┌─ Material provided
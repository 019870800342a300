pub mod redis;

use crate::{
    Result,
    pipeline::{boost::BoostGrant, disburse::PayoutStatus, oracle::TierSource},
};
use async_trait::async_trait;
use mockall::automock;
use serde::{Deserialize, Serialize};

/// Durable audit row, written exactly once per accepted request and never
/// mutated afterwards. A correction would be a fresh record, not an update.
#[derive(Debug, Clone, Serialize, Deserialize)]
pub struct SettlementRecord {
    /// Offering sender, lower-cased 0x address
    pub sender: String,
    /// Offering transaction hash, lower-cased
    pub tx_hash: String,
    pub network: String,
    /// Offering amount in smallest units, decimal string
    pub amount_wei: String,
    /// Human-readable offering amount
    pub amount: String,
    /// Outcome label ("IOU Dumplings", "Offering Too Small", ...)
    pub outcome: String,
    /// 0 = rejected entry, 1..6 = reward tiers
    pub tier: u8,
    pub tier_source: TierSource,
    pub blessing: String,
    /// Payout in smallest units, decimal string
    pub payout_wei: String,
    pub payout_tx_hash: Option<String>,
    pub payout_status: PayoutStatus,
    pub penalties: Vec<String>,
    pub penalty_multiplier: f64,
    pub boost: Option<BoostGrant>,
    pub explorer_url: String,
    /// Unix timestamp in milliseconds
    pub timestamp: i64,
}

/// Durable store collaborator.
#[automock]
#[async_trait]
pub trait SettlementStore: Send + Sync {
    /// Fast-path duplicate check. Not a gate: two concurrent requests can
    /// both observe `false` here.
    async fn is_processed(&self, tx_hash: &str) -> Result<bool>;

    /// Atomic insert-if-absent replay gate. Returns `false` when the hash
    /// was already marked, which is the authoritative `AlreadyProcessed`
    /// signal under concurrency.
    async fn try_mark_processed(&self, tx_hash: &str, network: &str) -> Result<bool>;

    /// Persist one settlement outcome.
    async fn insert_settlement(&self, record: &SettlementRecord) -> Result<()>;

    /// All settlements for a sender, newest first.
    async fn list_by_address(&self, sender: &str) -> Result<Vec<SettlementRecord>>;
}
└─
The problem: Verbatim reproduction of the entries is required.

Reply:
repository 019870800342a300
pub mod redis;

use crate::{
    Result,
    pipeline::{boost::BoostGrant, disburse::PayoutStatus, oracle::TierSource},
};
use async_trait::async_trait;
use mockall::automock;
use serde::{Deserialize, Serialize};

/// Durable audit row, written exactly once per accepted request and never
/// mutated afterwards. A correction would be a fresh record, not an update.
#[derive(Debug, Clone, Serialize, Deserialize)]
pub struct SettlementRecord {
    /// Offering sender, lower-cased 0x address
    pub sender: String,
    /// Offering transaction hash, lower-cased
    pub tx_hash: String,
    pub network: String,
    /// Offering amount in smallest units, decimal string
    pub amount_wei: String,
    /// Human-readable offering amount
    pub amount: String,
    /// Outcome label ("IOU Dumplings", "Offering Too Small", ...)
    pub outcome: String,
    /// 0 = rejected entry, 1..6 = reward tiers
    pub tier: u8,
    pub tier_source: TierSource,
    pub blessing: String,
    /// Payout in smallest units, decimal string
    pub payout_wei: String,
    pub payout_tx_hash: Option<String>,
    pub payout_status: PayoutStatus,
    pub penalties: Vec<String>,
    pub penalty_multiplier: f64,
    pub boost: Option<BoostGrant>,
    pub explorer_url: String,
    /// Unix timestamp in milliseconds
    pub timestamp: i64,
}

/// Durable store collaborator.
#[automock]
#[async_trait]
pub trait SettlementStore: Send + Sync {
    /// Fast-path duplicate check. Not a gate: two concurrent requests can
    /// both observe `false` here.
    async fn is_processed(&self, tx_hash: &str) -> Result<bool>;

    /// Atomic insert-if-absent replay gate. Returns `false` when the hash
    /// was already marked, which is the authoritative `AlreadyProcessed`
    /// signal under concurrency.
    async fn try_mark_processed(&self, tx_hash: &str, network: &str) -> Result<bool>;

    /// Persist one settlement outcome.
    async fn insert_settlement(&self, record: &SettlementRecord) -> Result<()>;

    /// All settlements for a sender, newest first.
    async fn list_by_address(&self, sender: &str) -> Result<Vec<SettlementRecord>>;
}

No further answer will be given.